Woohyun knows what to say when he’s asked certain questions. The fans are my girlfriends, he laughs when the point is raised in every interview. I love them. All of them. He’ll shrug off Hoya’s choke of disbelief and insincerity, and smile, folding his arms into hearts and blowing kisses. It’s just a game, and these are the rules and somehow he’s started to almost believe in them.
He wishes the others would try half as hard.
“Maybe it’s not your acting,” he says offhandedly, watching Sungyeol tear apart another script. The cameras are off, Lee Sungyeol’s unwashed hair is slicked off his forehead, and he’s lounging around in glassless frames and a sour pout; even with all of the history and promise of SM behind him, Sungyeol knows how to turn himself off. “Maybe it’s your personality. You don’t acquiesce enough.”
The boy just blinks. “I think I am going to beat your fucking skull in, hyung.”
“Don’t fight,” Sunggyu calls tiredly from their room. “Just sleep. It's another long day of schedules tomorrow."

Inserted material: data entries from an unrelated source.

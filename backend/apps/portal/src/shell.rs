//! Interactive portal shell
//!
//! Line-oriented stand-in for the web UI: each input line is one user
//! action, and the shell prints the toasts and page changes it causes.

use std::io::Write;

use auth::domain::repository::{AuthDirectory, SessionStore};
use auth::models::UserRole;
use auth::presentation::{
    LOGIN_PATH, LoginForm, Navigation, Route, SubmitOutcome, menu_for, navigate, sign_out,
    submit_federated_login, submit_login,
};
use auth::SessionHolder;
use platform::timer::Delay;

/// Longest chain is protected page -> login -> home
const MAX_REDIRECTS: usize = 4;

const HELP: &str = "\
commands:
  login <email> <password>   sign in with the email/password form
  google                     sign in with Google (demo account)
  logout                     sign out
  go <path>                  navigate, e.g. `go /dashboard`
  whoami                     show the current session
  menu                       show the sidebar of the current portal
  help                       show this help
  quit                       exit";

#[derive(Debug, Clone, PartialEq, Eq)]
pub enum Command {
    Login { email: String, password: String },
    Google,
    Logout,
    Go(String),
    WhoAmI,
    Menu,
    Help,
    Quit,
    Empty,
    Unknown(String),
}

impl Command {
    pub fn parse(line: &str) -> Command {
        let mut words = line.split_whitespace();
        let Some(head) = words.next() else {
            return Command::Empty;
        };

        match head {
            "login" => {
                // The password is the rest of the line, inner spaces included
                let rest = line.trim_start()[head.len()..].trim_start();
                let (email, password) = rest.split_once(char::is_whitespace).unwrap_or((rest, ""));
                Command::Login {
                    email: email.to_string(),
                    password: password.trim_start().to_string(),
                }
            }
            "google" => Command::Google,
            "logout" => Command::Logout,
            "go" => Command::Go(words.next().unwrap_or(LOGIN_PATH).to_string()),
            "whoami" => Command::WhoAmI,
            "menu" => Command::Menu,
            "help" | "?" => Command::Help,
            "quit" | "exit" => Command::Quit,
            other => Command::Unknown(other.to_string()),
        }
    }
}

#[derive(Debug, Clone, Copy, PartialEq, Eq)]
pub enum Flow {
    Continue,
    Quit,
}

pub struct Shell<R, S, D>
where
    R: AuthDirectory,
    S: SessionStore,
    D: Delay,
{
    holder: SessionHolder<R, S, D>,
    location: String,
}

impl<R, S, D> Shell<R, S, D>
where
    R: AuthDirectory,
    S: SessionStore,
    D: Delay,
{
    pub fn new(holder: SessionHolder<R, S, D>) -> Self {
        Self {
            holder,
            location: LOGIN_PATH.to_string(),
        }
    }

    pub fn location(&self) -> &str {
        &self.location
    }

    /// Render the entry page for the restored state
    pub fn open(&mut self, out: &mut impl Write) -> std::io::Result<()> {
        writeln!(out, "Prominence Bank portal. Type `help` for commands.")?;
        self.go(LOGIN_PATH, out)
    }

    pub async fn handle(&mut self, command: Command, out: &mut impl Write) -> std::io::Result<Flow> {
        match command {
            Command::Login { email, password } => {
                let outcome = submit_login(&mut self.holder, &LoginForm::new(email, password)).await;
                self.apply(outcome, out)?;
            }
            Command::Google => {
                let outcome = submit_federated_login(&mut self.holder).await;
                self.apply(outcome, out)?;
            }
            Command::Logout => {
                let outcome = sign_out(&mut self.holder);
                self.apply(outcome, out)?;
            }
            Command::Go(path) => self.go(&path, out)?,
            Command::WhoAmI => match self.holder.session() {
                Some(session) => {
                    writeln!(
                        out,
                        "{} <{}> role={} id={}",
                        session.display_name(),
                        session.email(),
                        session.role(),
                        session.subject_id()
                    )?;
                    if let Some(customer) = session.customer() {
                        writeln!(
                            out,
                            "customer {} ({}, {})",
                            customer.id,
                            customer.display_name(),
                            customer.customer_type
                        )?;
                        writeln!(out, "address {}", customer.address.one_line())?;
                        if !customer.status.is_active() {
                            writeln!(out, "profile {}", customer.status)?;
                        }
                    }
                }
                None => writeln!(out, "not signed in")?,
            },
            Command::Menu => self.print_menu(out)?,
            Command::Help => writeln!(out, "{HELP}")?,
            Command::Quit => return Ok(Flow::Quit),
            Command::Empty => {}
            Command::Unknown(word) => writeln!(out, "unknown command `{word}`, try `help`")?,
        }
        Ok(Flow::Continue)
    }

    fn apply(&mut self, outcome: SubmitOutcome, out: &mut impl Write) -> std::io::Result<()> {
        if let Some(notification) = &outcome.notification {
            writeln!(out, "{notification}")?;
        }
        match outcome.redirect {
            Some(to) => self.go(to, out),
            None => Ok(()),
        }
    }

    fn go(&mut self, path: &str, out: &mut impl Write) -> std::io::Result<()> {
        let mut target = path.to_string();
        for _ in 0..MAX_REDIRECTS {
            match navigate(self.holder.state(), &target) {
                Navigation::Render(route) => {
                    self.location = route.path().unwrap_or_else(|| target.clone());
                    return writeln!(out, "-> {}", describe(&route, &target));
                }
                Navigation::Redirect(to) => {
                    writeln!(out, "redirect {target} -> {to}")?;
                    target = to.to_string();
                }
                Navigation::Pending => return writeln!(out, "loading..."),
            }
        }
        tracing::warn!(path, "Redirect limit reached");
        Ok(())
    }

    fn print_menu(&self, out: &mut impl Write) -> std::io::Result<()> {
        let Some(role) = self.holder.state().role() else {
            return writeln!(out, "sign in to see the portal menu");
        };
        let portal = match role {
            UserRole::Client => "Client portal",
            UserRole::Admin => "Admin portal",
        };
        writeln!(out, "{portal}")?;
        for section in menu_for(role) {
            let indent = match section.title {
                Some(title) => {
                    writeln!(out, "  {title}")?;
                    "    "
                }
                None => "  ",
            };
            for item in section.items {
                writeln!(out, "{indent}{:<24} {}", item.title, item.href)?;
            }
        }
        Ok(())
    }
}

fn describe(route: &Route, requested: &str) -> String {
    match route {
        Route::Login => "login page".to_string(),
        Route::NotFound => format!("404 not found: {requested}"),
        Route::Client(page) => format!("client portal: {page:?}"),
        Route::Admin(page) => format!("admin portal: {page:?}"),
    }
}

“We’re best friends, all of us,” he tells the interviewer. He throws an arm around Sungjong’s shoulder and leans in for a hug, voice dropping. He can almost hear the cameraman zooming in. “But I’ll admit--sometimes I play favorites.”
She laughs indulgently and he preens, fingers creeping up Sungjong's thigh.

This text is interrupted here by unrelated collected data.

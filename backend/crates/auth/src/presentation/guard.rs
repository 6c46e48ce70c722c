//! Route Guard
//!
//! Admits or redirects navigation into the role-gated portal trees.
//! Runs on every navigation and reads only the current auth state.

use crate::domain::entity::session::{AuthState, Session};
use crate::domain::value_object::user_role::UserRole;
use crate::presentation::route::{LOGIN_PATH, Route, home_path};

/// Outcome of checking a session against a subtree's required role
#[derive(Debug, Clone, Copy, PartialEq, Eq)]
pub enum RouteDecision {
    Admit,
    Redirect(&'static str),
}

/// Decide whether `session` may enter a subtree that requires `required`
///
/// No session and a role mismatch both redirect to the login page.
pub fn authorize(session: Option<&Session>, required: UserRole) -> RouteDecision {
    let Some(session) = session else {
        return RouteDecision::Redirect(LOGIN_PATH);
    };

    match (session.role(), required) {
        (UserRole::Client, UserRole::Client) | (UserRole::Admin, UserRole::Admin) => {
            RouteDecision::Admit
        }
        (UserRole::Client, UserRole::Admin) | (UserRole::Admin, UserRole::Client) => {
            RouteDecision::Redirect(LOGIN_PATH)
        }
    }
}

/// What the shell should show for a navigation
#[derive(Debug, Clone, PartialEq, Eq)]
pub enum Navigation {
    Render(Route),
    Redirect(&'static str),
    /// Auth state not resolved yet; show the loader
    Pending,
}

/// Resolve `path` and apply the guard for the current state
pub fn navigate(state: &AuthState, path: &str) -> Navigation {
    let route = Route::resolve(path);

    let Some(required) = route.required_role() else {
        return match (&route, state.session()) {
            (Route::Login, Some(session)) => Navigation::Redirect(home_path(session.role())),
            _ => Navigation::Render(route),
        };
    };

    if state.is_loading() {
        return Navigation::Pending;
    }

    match authorize(state.session(), required) {
        RouteDecision::Admit => Navigation::Render(route),
        RouteDecision::Redirect(to) => {
            tracing::debug!(path, required = %required, role = ?state.role(), "Route access denied");
            Navigation::Redirect(to)
        }
    }
}

#[cfg(test)]
mod tests {
    use super::*;
    use crate::domain::entity::user::User;
    use crate::domain::value_object::{email::Email, user_id::UserId};
    use crate::presentation::route::{AdminPage, ClientPage};

    fn session(role: UserRole) -> Session {
        let user = User::new(
            UserId::new("u-1"),
            Email::from_static("someone@example.com"),
            "Someone",
            role,
        );
        Session::new(user, None)
    }

    #[test]
    fn test_authorize_matrix() {
        let client = session(UserRole::Client);
        let admin = session(UserRole::Admin);

        assert_eq!(
            authorize(None, UserRole::Client),
            RouteDecision::Redirect(LOGIN_PATH)
        );
        assert_eq!(
            authorize(None, UserRole::Admin),
            RouteDecision::Redirect(LOGIN_PATH)
        );
        assert_eq!(authorize(Some(&client), UserRole::Client), RouteDecision::Admit);
        assert_eq!(
            authorize(Some(&client), UserRole::Admin),
            RouteDecision::Redirect(LOGIN_PATH)
        );
        assert_eq!(authorize(Some(&admin), UserRole::Admin), RouteDecision::Admit);
        assert_eq!(
            authorize(Some(&admin), UserRole::Client),
            RouteDecision::Redirect(LOGIN_PATH)
        );
    }

    #[test]
    fn test_navigate_unauthenticated() {
        let state = AuthState::Unauthenticated;
        assert_eq!(navigate(&state, "/"), Navigation::Render(Route::Login));
        assert_eq!(navigate(&state, "/dashboard"), Navigation::Redirect(LOGIN_PATH));
        assert_eq!(navigate(&state, "/admin/holds"), Navigation::Redirect(LOGIN_PATH));
        assert_eq!(navigate(&state, "/missing"), Navigation::Render(Route::NotFound));
    }

    #[test]
    fn test_navigate_pending_while_authenticating() {
        let state = AuthState::Authenticating;
        assert_eq!(navigate(&state, "/dashboard"), Navigation::Pending);
        assert_eq!(navigate(&state, "/admin"), Navigation::Pending);
        assert_eq!(navigate(&state, "/"), Navigation::Render(Route::Login));
    }

    #[test]
    fn test_navigate_authenticated() {
        let client = AuthState::Authenticated(session(UserRole::Client));
        assert_eq!(
            navigate(&client, "/accounts/acc-1"),
            Navigation::Render(Route::Client(ClientPage::AccountDetail("acc-1".into())))
        );
        assert_eq!(navigate(&client, "/admin"), Navigation::Redirect(LOGIN_PATH));
        assert_eq!(navigate(&client, "/"), Navigation::Redirect("/dashboard"));

        let admin = AuthState::Authenticated(session(UserRole::Admin));
        assert_eq!(
            navigate(&admin, "/admin/deposits"),
            Navigation::Render(Route::Admin(AdminPage::Deposits))
        );
        assert_eq!(navigate(&admin, "/transfer"), Navigation::Redirect(LOGIN_PATH));
        assert_eq!(navigate(&admin, "/"), Navigation::Redirect("/admin"));
    }
}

“I don’t lie,” Sungjong says later in the car. “None of us do. We tell them that we don’t like you if they ask. You’re the only one who never answers that question.” And then, “if you touch me like that again in public, I’ll bite you.”
“It’s just a game,” he says. He feels Sunggyu’s far-too-even breath on the nape of his neck, basking in the silent approval.

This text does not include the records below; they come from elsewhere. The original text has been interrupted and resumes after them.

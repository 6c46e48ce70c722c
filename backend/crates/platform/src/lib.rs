//! Platform Crate - Technical Infrastructure
//!
//! This crate provides shared technical foundations for the portal:
//! - Client-local key-value storage (in-memory and file-backed)
//! - Timer abstraction for simulated latency
//! - Environment configuration helpers

pub mod config;
pub mod storage;
pub mod timer;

And Woohyun loves playing.
It took only a few weeks for Nam Woohyun to realize that he was one of the best singers Woolim Entertainment had, and that he’d most certainly be debuting in the coming months or years. In lessons he learned how to breathe, how to maintain control while moving upward through an arpeggio, but he spent most of his time brushing off halfhearted criticism, instead choosing to watch his fellow trainees crack and shift into flats or sharps. Save Kim Sunggyu, of course--Kim Jongwan’s favorite never made mistakes.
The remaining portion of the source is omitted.